The vastness of the US fascinates, as does the historic reach of the game of baseball.
I frequently turn to baseball books for some grounding, even as I continue to reluctantly act as "a thought leader in Boston baseball".
Anyway, I picked up "Color Blind". Which (too) exhaustively describes an integrated semi-pro town team in Bismarck North Dakota in the mid-1930's. I can recommend it for a couple of reasons.
One. It recalls a time, now long gone, of "town teams" and barnstorming. Eighty or ninety years ago, many many towns fielded a town team and fiercely played against their geographic compatriots. That is long gone. There is a town 50 or so miles from my house, in the middle of the mountains, with one of those old time baseball fields. I have been driving by it for decades, and have never seen a game, practice or any other baseball activity. But there it stands. I also visited the oldest continuing operating ball park in Bisbee, AZ a few year back. At least they have an A ball team there.
Two. Satchel Paige was a member, more or less, of the Bismark nine. Satchel Paige got royally fucked by baseball's color barrier, so I cannot get enough of stories, some true, about him.
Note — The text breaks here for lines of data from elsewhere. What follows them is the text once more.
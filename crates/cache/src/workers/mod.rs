//! Background workers for cleanup, validation and compression
//!
//! Tasks go through a bounded queue to a fixed number of executors. Keys can
//! be submitted individually and are grouped into batches that are flushed
//! when full or on a timer. A failing task produces a failed [`TaskResult`]
//! and never takes down the pool.

mod pool;
mod task;

pub use pool::{WorkerPool, WorkerPoolStats};
pub use task::{BackgroundTask, TaskHandler, TaskKind, TaskResult, WorkerPoolConfig};
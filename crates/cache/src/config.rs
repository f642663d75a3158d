//! Cache configuration with precedence and validation
//!
//! Durations are expressed in milliseconds in configuration files and as
//! [`Duration`] in the API. Every field has a default, so a partial file or
//! an empty object is a valid configuration.

use crate::errors::{Error, RecoveryHint, Result};
use crate::monitoring::MemoryPressureConfig;
use crate::storage::compression::{CompressionAlgorithm, CompressionConfig};
use crate::workers::WorkerPoolConfig;
use serde::{Deserialize, Serialize};
use std::path::{Path, PathBuf};
use std::time::Duration;
use warden_utils::CircuitBreakerConfig;

/// Configuration of a single cache instance
#[derive(Debug, Clone, PartialEq, Serialize, Deserialize)]
#[serde(rename_all = "camelCase", default)]
pub struct CacheConfig {
    /// Default time-to-live of entries
    #[serde(with = "duration_ms")]
    pub ttl: Duration,
    /// Byte budget of the in-memory tier; also the largest accepted payload
    pub max_size: u64,
    pub max_memory_entries: usize,
    pub enabled: bool,
    pub compression: CompressionSetting,
    /// Payloads at least this large are compressed
    pub compression_threshold: usize,
    pub enable_checksum: bool,
    /// Secret for HMAC-SHA256 checksums
    pub checksum_secret: Option<String>,
    pub enable_secondary_checksum: bool,
    /// Write entries with temp-then-rename semantics
    pub enable_atomic_ops: bool,
    pub circuit_breaker: CircuitBreakerSetting,
    pub enable_partitioning: bool,
    pub partition_count: usize,
    pub enable_background_workers: bool,
    pub max_background_workers: usize,
    pub worker_queue_size: usize,
    pub worker_batch_size: usize,
    #[serde(with = "duration_ms")]
    pub worker_flush_interval: Duration,
    pub enable_memory_pressure_detection: bool,
    pub memory_warning_threshold: f64,
    pub memory_critical_threshold: f64,
    #[serde(with = "duration_ms")]
    pub memory_monitoring_interval: Duration,
    /// Memory budget in bytes; defaults to total system memory
    pub max_memory: Option<u64>,
    /// Period of the background cleanup timer; zero disables it
    #[serde(with = "duration_ms")]
    pub cleanup_interval: Duration,
    /// Default deadline applied to storage operations
    #[serde(with = "duration_ms::option")]
    pub operation_timeout: Option<Duration>,
    /// Buffer of the operation event channel
    pub event_capacity: usize,
}

impl Default for CacheConfig {
    fn default() -> Self {
        Self {
            ttl: Duration::from_secs(3600),
            max_size: 100 * 1024 * 1024,
            max_memory_entries: 1000,
            enabled: true,
            compression: CompressionSetting::default(),
            compression_threshold: 1024,
            enable_checksum: true,
            checksum_secret: None,
            enable_secondary_checksum: true,
            enable_atomic_ops: true,
            circuit_breaker: CircuitBreakerSetting::default(),
            enable_partitioning: false,
            partition_count: 16,
            enable_background_workers: false,
            max_background_workers: 4,
            worker_queue_size: 1024,
            worker_batch_size: 100,
            worker_flush_interval: Duration::from_secs(1),
            enable_memory_pressure_detection: false,
            memory_warning_threshold: 0.8,
            memory_critical_threshold: 0.95,
            memory_monitoring_interval: Duration::from_secs(5),
            max_memory: None,
            cleanup_interval: Duration::from_secs(300),
            operation_timeout: None,
            event_capacity: 256,
        }
    }
}

/// `compression: true | false | { ... }`
#[derive(Debug, Clone, PartialEq, Serialize, Deserialize)]
#[serde(untagged)]
pub enum CompressionSetting {
    Enabled(bool),
    Options(CompressionConfig),
}

impl Default for CompressionSetting {
    fn default() -> Self {
        Self::Enabled(true)
    }
}

/// `circuitBreaker: true | false | { ... }`
#[derive(Debug, Clone, PartialEq, Serialize, Deserialize)]
#[serde(untagged)]
pub enum CircuitBreakerSetting {
    Enabled(bool),
    Options(CircuitBreakerOptions),
}

impl Default for CircuitBreakerSetting {
    fn default() -> Self {
        Self::Enabled(true)
    }
}

/// Serializable form of [`CircuitBreakerConfig`]
#[derive(Debug, Clone, PartialEq, Eq, Serialize, Deserialize)]
#[serde(rename_all = "camelCase", default)]
pub struct CircuitBreakerOptions {
    pub failure_threshold: u32,
    pub success_threshold: u32,
    #[serde(with = "duration_ms")]
    pub timeout: Duration,
    #[serde(with = "duration_ms")]
    pub monitoring_window: Duration,
}
//! Cancellation tokens for cooperative cancellation of async operations
//!
//! Clones share one cancellation state. Besides polling `is_cancelled()`,
//! async code can await `cancelled()` and race it against the real work.

use std::sync::atomic::{AtomicBool, Ordering};
use std::sync::Arc;
use tokio::sync::Notify;

#[derive(Debug, Default)]
struct Inner {
    cancelled: AtomicBool,
    notify: Notify,
}

/// Cancellation token shared between a caller and the operation it started
#[derive(Debug, Clone, Default)]
pub struct CancellationToken {
    inner: Arc<Inner>,
}

impl CancellationToken {
    /// Create a new token in the non-cancelled state
    pub fn new() -> Self {
        Self::default()
    }

    /// Cancel this token and every clone of it. Idempotent.
    pub fn cancel(&self) {
        if !self.inner.cancelled.swap(true, Ordering::AcqRel) {
            self.inner.notify.notify_waiters();
        }
    }

    pub fn is_cancelled(&self) -> bool {
        self.inner.cancelled.load(Ordering::Acquire)
    }

    /// Wait until the token is cancelled
    pub async fn cancelled(&self) {
        loop {
            // Register before checking the flag so a concurrent cancel is not missed
            let notified = self.inner.notify.notified();
            if self.is_cancelled() {
                return;
            }
            notified.await;
        }
    }
}
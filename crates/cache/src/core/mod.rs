//! The cache façade
//!
//! [`Cache`] combines the rest of the crate. Every backend call runs through
//! the cache's circuit breaker; entries are compressed and checksummed on
//! write, verified and decompressed on read, and kept in a bounded memory
//! tier. Expired entries are never returned, whether or not cleanup has
//! removed them yet.

mod builder;
mod cleanup;
mod events;
mod guard;
mod internal;
mod lifecycle;
mod operations;
mod pressure;
mod tasks;
mod types;

pub use builder::CacheBuilder;
pub use events::{OperationEvent, OperationKind};
pub use lifecycle::SHUTDOWN_GRACE;
pub use operations::misc::{CacheStats, CircuitBreakerSummary};
pub use types::{BatchResult, Cache, CallContext, SetOptions};

#[cfg(test)]
mod tests;
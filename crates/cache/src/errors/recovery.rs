//! Recovery utilities for cache errors

use super::types::{CacheError, RecoveryHint};

impl CacheError {
    /// Get the recovery hint for this error
    #[must_use]
    pub const fn recovery_hint(&self) -> &RecoveryHint {
        match self {
            Self::CircuitOpen { recovery_hint, .. }
            | Self::ChecksumMismatch { recovery_hint, .. }
            | Self::Serialization { recovery_hint, .. }
            | Self::Storage { recovery_hint, .. }
            | Self::EvictionStrategy { recovery_hint, .. }
            | Self::Compression { recovery_hint, .. }
            | Self::InvalidKey { recovery_hint, .. }
            | Self::CapacityExceeded { recovery_hint, .. }
            | Self::Timeout { recovery_hint, .. }
            | Self::Cancelled { recovery_hint, .. }
            | Self::Configuration { recovery_hint, .. }
            | Self::Io { recovery_hint, .. }
            | Self::MemorySampling { recovery_hint, .. }
            | Self::WorkerPool { recovery_hint, .. } => recovery_hint,
        }
    }

    /// Check if this error is transient and can be retried
    #[must_use]
    pub const fn is_transient(&self) -> bool {
        matches!(
            self.recovery_hint(),
            RecoveryHint::Retry { .. } | RecoveryHint::RetryWithBackoff { .. }
        )
    }

    /// True when the cache refused to serve the request because its circuit
    /// is open. Distinct from a miss: callers should go to the source of truth.
    #[must_use]
    pub const fn is_unavailable(&self) -> bool {
        matches!(self, Self::CircuitOpen { .. })
    }

    /// Check if this error indicates data corruption
    #[must_use]
    pub const fn is_corruption(&self) -> bool {
        matches!(
            self,
            Self::ChecksumMismatch { .. }
                | Self::Serialization {
                    operation: super::types::SerializationOp::Decode,
                    ..
                }
        )
    }
}
//! Built-in eviction strategies

mod expired;
mod lfu;
mod lru;

pub use expired::ExpiredEntriesStrategy;
pub use lfu::LfuStrategy;
pub use lru::LruStrategy;

use super::traits::{EvictionCandidate, EvictionTarget};
use crate::errors::{Error, RecoveryHint, Result};
use crate::monitoring::PressureLevel;
use std::sync::{Arc, Weak};

/// Share of the memory tier released at each level
pub(crate) fn eviction_fraction(level: PressureLevel) -> f64 {
    match level {
        PressureLevel::Normal => 0.0,
        PressureLevel::Warning => 0.25,
        PressureLevel::Critical => 0.5,
    }
}

/// Keys of the first `fraction` of already ordered candidates, at least one
/// when any eviction is due
pub(crate) fn select_victims(candidates: &[EvictionCandidate], fraction: f64) -> Vec<String> {
    if fraction <= 0.0 || candidates.is_empty() {
        return Vec::new();
    }
    let count = ((candidates.len() as f64) * fraction).ceil() as usize;
    candidates
        .iter()
        .take(count.clamp(1, candidates.len()))
        .map(|c| c.key.clone())
        .collect()
}

fn upgrade_target(target: &Weak<dyn EvictionTarget>, strategy: &str) -> Result<Arc<dyn EvictionTarget>> {
    target.upgrade().ok_or_else(|| Error::EvictionStrategy {
        strategy: strategy.to_string(),
        message: "cache has been dropped".to_string(),
        recovery_hint: RecoveryHint::Ignore,
    })
}
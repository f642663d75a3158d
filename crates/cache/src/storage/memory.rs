use super::backend::StorageBackend;
use crate::errors::Result;
use async_trait::async_trait;
use dashmap::DashMap;

/// Backend that keeps everything in a concurrent map
#[derive(Debug, Default)]
pub struct MemoryBackend {
    entries: DashMap<String, Vec<u8>>,
}

impl MemoryBackend {
    pub fn new() -> Self {
        Self::default()
    }

    pub fn len(&self) -> usize {
        self.entries.len()
    }

    pub fn is_empty(&self) -> bool {
        self.entries.is_empty()
    }

    /// Overwrite stored bytes in place, bypassing the cache
    pub fn corrupt(&self, key: &str, f: impl FnOnce(&mut Vec<u8>)) -> bool {
        match self.entries.get_mut(key) {
            Some(mut bytes) => {
                f(bytes.value_mut());
                true
            }
            None => false,
        }
    }
}

#[async_trait]
impl StorageBackend for MemoryBackend {
    fn name(&self) -> &'static str {
        "memory"
    }

    async fn put(&self, key: &str, bytes: Vec<u8>) -> Result<()> {
        self.entries.insert(key.to_string(), bytes);
        Ok(())
    }

    async fn get(&self, key: &str) -> Result<Option<Vec<u8>>> {
        Ok(self.entries.get(key).map(|bytes| bytes.value().clone()))
    }

    async fn remove(&self, key: &str) -> Result<bool> {
        Ok(self.entries.remove(key).is_some())
    }

    async fn remove_if(&self, key: &str, expected: &[u8]) -> Result<bool> {
        Ok(self
            .entries
            .remove_if(key, |_, current| current.as_slice() == expected)
            .is_some())
    }

    async fn replace_if(&self, key: &str, expected: &[u8], bytes: Vec<u8>) -> Result<bool> {
        match self.entries.get_mut(key) {
            Some(mut current) if current.value().as_slice() == expected => {
                *current.value_mut() = bytes;
                Ok(true)
            }
            _ => Ok(false),
        }
    }

    async fn list(&self) -> Result<Vec<String>> {
        Ok(self.entries.iter().map(|e| e.key().clone()).collect())
    }

    async fn clear(&self) -> Result<usize> {
        let removed = self.entries.len();
        self.entries.clear();
        Ok(removed)
    }
}
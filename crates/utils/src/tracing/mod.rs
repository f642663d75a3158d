use tracing_subscriber::{fmt, layer::SubscriberExt, util::SubscriberInitExt, EnvFilter};

// Re-export tracing macros for convenience
pub use tracing::{debug, error, info, instrument, span, trace, warn, Level, Span};

/// Initialize the tracing system
///
/// Filters come from `RUST_LOG` and default to `info`. Output is a compact
/// formatter on stderr. Fails if a global subscriber is already installed.
pub fn init() -> Result<(), Box<dyn std::error::Error + Send + Sync + 'static>> {
    let filter = EnvFilter::try_from_default_env().or_else(|_| EnvFilter::try_new("info"))?;

    let fmt_layer = fmt::layer()
        .with_writer(std::io::stderr)
        .with_ansi(is_tty())
        .compact()
        .with_target(true)
        .with_thread_ids(false)
        .with_level(true);

    tracing_subscriber::registry()
        .with(filter)
        .with(fmt_layer)
        .try_init()?;

    Ok(())
}

/// Initialize tracing for tests, capturing output per test.
///
/// Safe to call from every test; only the first call installs a subscriber.
pub fn init_for_tests() {
    let filter = EnvFilter::try_from_default_env().unwrap_or_else(|_| EnvFilter::new("debug"));
    let _ = tracing_subscriber::registry()
        .with(filter)
        .with(fmt::layer().with_test_writer())
        .try_init();
}

/// Check if we're running in a TTY environment
fn is_tty() -> bool {
    std::io::IsTerminal::is_terminal(&std::io::stderr())
}
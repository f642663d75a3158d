//! Memory sampling primitives

use crate::errors::{Error, RecoveryHint, Result};
use parking_lot::Mutex;
use std::fmt::Debug;
use sysinfo::{Pid, System};

/// Raw reading before it is related to a memory budget
#[derive(Debug, Clone, Copy, Default, PartialEq, Eq)]
pub struct MemorySample {
    pub rss: u64,
    pub virtual_memory: u64,
    pub system_total: u64,
    pub system_available: u64,
}

/// Source of memory readings
pub trait MemorySampler: Send + Sync + Debug {
    fn sample(&self) -> Result<MemorySample>;
}

/// Reads the current process and the host through `sysinfo`
pub struct SystemMemorySampler {
    system: Mutex<System>,
    pid: Pid,
}

impl Debug for SystemMemorySampler {
    fn fmt(&self, f: &mut std::fmt::Formatter<'_>) -> std::fmt::Result {
        f.debug_struct("SystemMemorySampler")
            .field("pid", &self.pid)
            .finish()
    }
}

impl SystemMemorySampler {
    pub fn new() -> Result<Self> {
        let pid = sysinfo::get_current_pid().map_err(|e| Error::MemorySampling {
            message: format!("cannot determine current pid: {e}"),
            recovery_hint: RecoveryHint::Manual {
                instructions: "Memory sampling is unsupported on this platform".to_string(),
            },
        })?;
        Ok(Self {
            system: Mutex::new(System::new()),
            pid,
        })
    }
}

impl MemorySampler for SystemMemorySampler {
    fn sample(&self) -> Result<MemorySample> {
        let mut system = self.system.lock();
        system.refresh_memory();

        if !system.refresh_process(self.pid) {
            return Err(Error::MemorySampling {
                message: format!("process {} not found", self.pid),
                recovery_hint: RecoveryHint::Ignore,
            });
        }

        let (rss, virtual_memory) = match system.process(self.pid) {
            Some(process) => (process.memory(), process.virtual_memory()),
            None => {
                return Err(Error::MemorySampling {
                    message: format!("process {} disappeared", self.pid),
                    recovery_hint: RecoveryHint::Ignore,
                })
            }
        };

        Ok(MemorySample {
            rss,
            virtual_memory,
            system_total: system.total_memory(),
            system_available: system.available_memory(),
        })
    }
}

/// Sampler that reports whatever it was last told, for tests and simulations
#[derive(Debug)]
pub struct ManualMemorySampler {
    reading: Mutex<ManualReading>,
}

#[derive(Debug)]
struct ManualReading {
    sample: MemorySample,
    failure: Option<String>,
}

impl ManualMemorySampler {
    pub fn new(rss: u64, system_total: u64) -> Self {
        Self {
            reading: Mutex::new(ManualReading {
                sample: MemorySample {
                    rss,
                    virtual_memory: rss,
                    system_total,
                    system_available: system_total.saturating_sub(rss),
                },
                failure: None,
            }),
        }
    }

    /// Report `rss` from now on and clear any injected failure
    pub fn set_rss(&self, rss: u64) {
        let mut reading = self.reading.lock();
        reading.sample.rss = rss;
        reading.sample.virtual_memory = reading.sample.virtual_memory.max(rss);
        reading.sample.system_available = reading.sample.system_total.saturating_sub(rss);
        reading.failure = None;
    }

    /// Make the next samples fail with `message`
    pub fn fail(&self, message: impl Into<String>) {
        self.reading.lock().failure = Some(message.into());
    }
}

impl MemorySampler for ManualMemorySampler {
    fn sample(&self) -> Result<MemorySample> {
        let reading = self.reading.lock();
        match &reading.failure {
            Some(message) => Err(Error::MemorySampling {
                message: message.clone(),
                recovery_hint: RecoveryHint::Ignore,
            }),
            None => Ok(reading.sample),
        }
    }
}
//! Key-hash sharding on top of any backend
//!
//! The partition of a key is `xxh3(key) % partition_count`, fixed for the
//! lifetime of the storage. Keys are stored in the inner backend under a
//! `p{id:04}/` prefix, so each partition can be listed and cleaned on its own.

use super::backend::{SharedBackend, StorageBackend};
use crate::errors::{Error, Result};
use async_trait::async_trait;
use parking_lot::Mutex;
use serde::Serialize;
use std::collections::HashMap;
use xxhash_rust::xxh3::xxh3_64;

/// Snapshot of one partition
#[derive(Debug, Clone, PartialEq, Eq, Serialize)]
#[serde(rename_all = "camelCase")]
pub struct PartitionInfo {
    pub partition_id: usize,
    /// Key prefix of the partition in the inner backend
    pub partition_dir: String,
    pub file_count: u64,
    pub total_size: u64,
    /// Epoch milliseconds of the last completed cleanup
    pub last_cleanup: Option<u64>,
}

#[derive(Debug, Default)]
struct PartitionState {
    sizes: HashMap<String, u64>,
    last_cleanup: Option<u64>,
}

#[derive(Debug)]
pub struct PartitionedStorage {
    inner: SharedBackend,
    partitions: Vec<Mutex<PartitionState>>,
}

impl PartitionedStorage {
    pub fn new(inner: SharedBackend, partition_count: usize) -> Result<Self> {
        if partition_count == 0 {
            return Err(Error::configuration("partition count must be at least 1"));
        }
        let partitions = (0..partition_count)
            .map(|_| Mutex::new(PartitionState::default()))
            .collect();
        Ok(Self { inner, partitions })
    }

    pub fn partition_count(&self) -> usize {
        self.partitions.len()
    }

    /// Partition a key belongs to
    pub fn partition_of(&self, key: &str) -> usize {
        (xxh3_64(key.as_bytes()) % self.partitions.len() as u64) as usize
    }

    fn prefix(id: usize) -> String {
        format!("p{id:04}")
    }

    fn physical_key(&self, key: &str) -> (usize, String) {
        let id = self.partition_of(key);
        (id, format!("{}/{key}", Self::prefix(id)))
    }

    fn split_physical(physical: &str) -> Option<(usize, &str)> {
        let (prefix, key) = physical.split_once('/')?;
        let id = prefix.strip_prefix('p')?.parse().ok()?;
        Some((id, key))
    }

    fn check_id(&self, id: usize) -> Result<()> {
        if id >= self.partitions.len() {
            return Err(Error::configuration(format!(
                "partition {id} out of range (0..{})",
                self.partitions.len()
            )));
        }
        Ok(())
    }

    /// Rebuild per-partition bookkeeping from the inner backend
    pub async fn rescan(&self) -> Result<()> {
        let mut rebuilt: Vec<HashMap<String, u64>> = vec![HashMap::new(); self.partitions.len()];

        for physical in self.inner.list().await? {
            let Some((id, key)) = Self::split_physical(&physical) else {
                continue;
            };
            if id >= rebuilt.len() {
                tracing::warn!(key = %physical, "Key belongs to a partition outside the configured range");
                continue;
            }
            if let Some(bytes) = self.inner.get(&physical).await? {
                rebuilt[id].insert(key.to_string(), bytes.len() as u64);
            }
        }

        for (partition, sizes) in self.partitions.iter().zip(rebuilt) {
            partition.lock().sizes = sizes;
        }
        Ok(())
    }

    /// Logical keys stored in one partition, read from the inner backend
    pub async fn keys_in_partition(&self, id: usize) -> Result<Vec<String>> {
        self.check_id(id)?;
        Ok(self
            .inner
            .list()
            .await?
            .iter()
            .filter_map(|physical| Self::split_physical(physical))
            .filter(|(pid, _)| *pid == id)
            .map(|(_, key)| key.to_string())
            .collect())
    }

    /// Record that a partition finished a cleanup pass at `now_ms`
    pub fn mark_cleaned(&self, id: usize, now_ms: u64) -> Result<()> {
        self.check_id(id)?;
        self.partitions[id].lock().last_cleanup = Some(now_ms);
        Ok(())
    }

    pub fn partition_info(&self, id: usize) -> Result<PartitionInfo> {
        self.check_id(id)?;
        let state = self.partitions[id].lock();
        Ok(PartitionInfo {
            partition_id: id,
            partition_dir: Self::prefix(id),
            file_count: state.sizes.len() as u64,
            total_size: state.sizes.values().sum(),
            last_cleanup: state.last_cleanup,
        })
    }

    pub fn partitions(&self) -> Vec<PartitionInfo> {
        (0..self.partitions.len())
            .filter_map(|id| self.partition_info(id).ok())
            .collect()
    }
}

#[async_trait]
impl StorageBackend for PartitionedStorage {
    fn name(&self) -> &'static str {
        "partitioned"
    }

    async fn put(&self, key: &str, bytes: Vec<u8>) -> Result<()> {
        let (id, physical) = self.physical_key(key);
        let size = bytes.len() as u64;
        self.inner.put(&physical, bytes).await?;
        self.partitions[id].lock().sizes.insert(key.to_string(), size);
        Ok(())
    }

    async fn put_atomic(&self, key: &str, bytes: Vec<u8>) -> Result<()> {
        let (id, physical) = self.physical_key(key);
        let size = bytes.len() as u64;
        self.inner.put_atomic(&physical, bytes).await?;
        self.partitions[id].lock().sizes.insert(key.to_string(), size);
        Ok(())
    }

    async fn get(&self, key: &str) -> Result<Option<Vec<u8>>> {
        let (_, physical) = self.physical_key(key);
        self.inner.get(&physical).await
    }

    async fn remove(&self, key: &str) -> Result<bool> {
        let (id, physical) = self.physical_key(key);
        let removed = self.inner.remove(&physical).await?;
        self.partitions[id].lock().sizes.remove(key);
        Ok(removed)
    }

    async fn remove_if(&self, key: &str, expected: &[u8]) -> Result<bool> {
        let (id, physical) = self.physical_key(key);
        let removed = self.inner.remove_if(&physical, expected).await?;
        if removed {
            self.partitions[id].lock().sizes.remove(key);
        }
        Ok(removed)
    }

    async fn replace_if(&self, key: &str, expected: &[u8], bytes: Vec<u8>) -> Result<bool> {
        let (id, physical) = self.physical_key(key);
        let size = bytes.len() as u64;
        let replaced = self.inner.replace_if(&physical, expected, bytes).await?;
        if replaced {
            self.partitions[id].lock().sizes.insert(key.to_string(), size);
        }
        Ok(replaced)
    }

    async fn list(&self) -> Result<Vec<String>> {
        Ok(self
            .inner
            .list()
            .await?
            .iter()
            .filter_map(|physical| Self::split_physical(physical))
            .map(|(_, key)| key.to_string())
            .collect())
    }
}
The book itself is a victim of its own conceit. It is hard to write about something that few people knew about at the time, and, oh by the way, they are long dead. Rehashing of secondary sources is a weakness of many baseball histories. This one suffers as well. Dunkel, to his credit, has a clever,breezy style, but there are limited ways of fleshing out a two inch box score. Day after day. After day. And then some more.
It was a good diversion, and I learned a thing or two.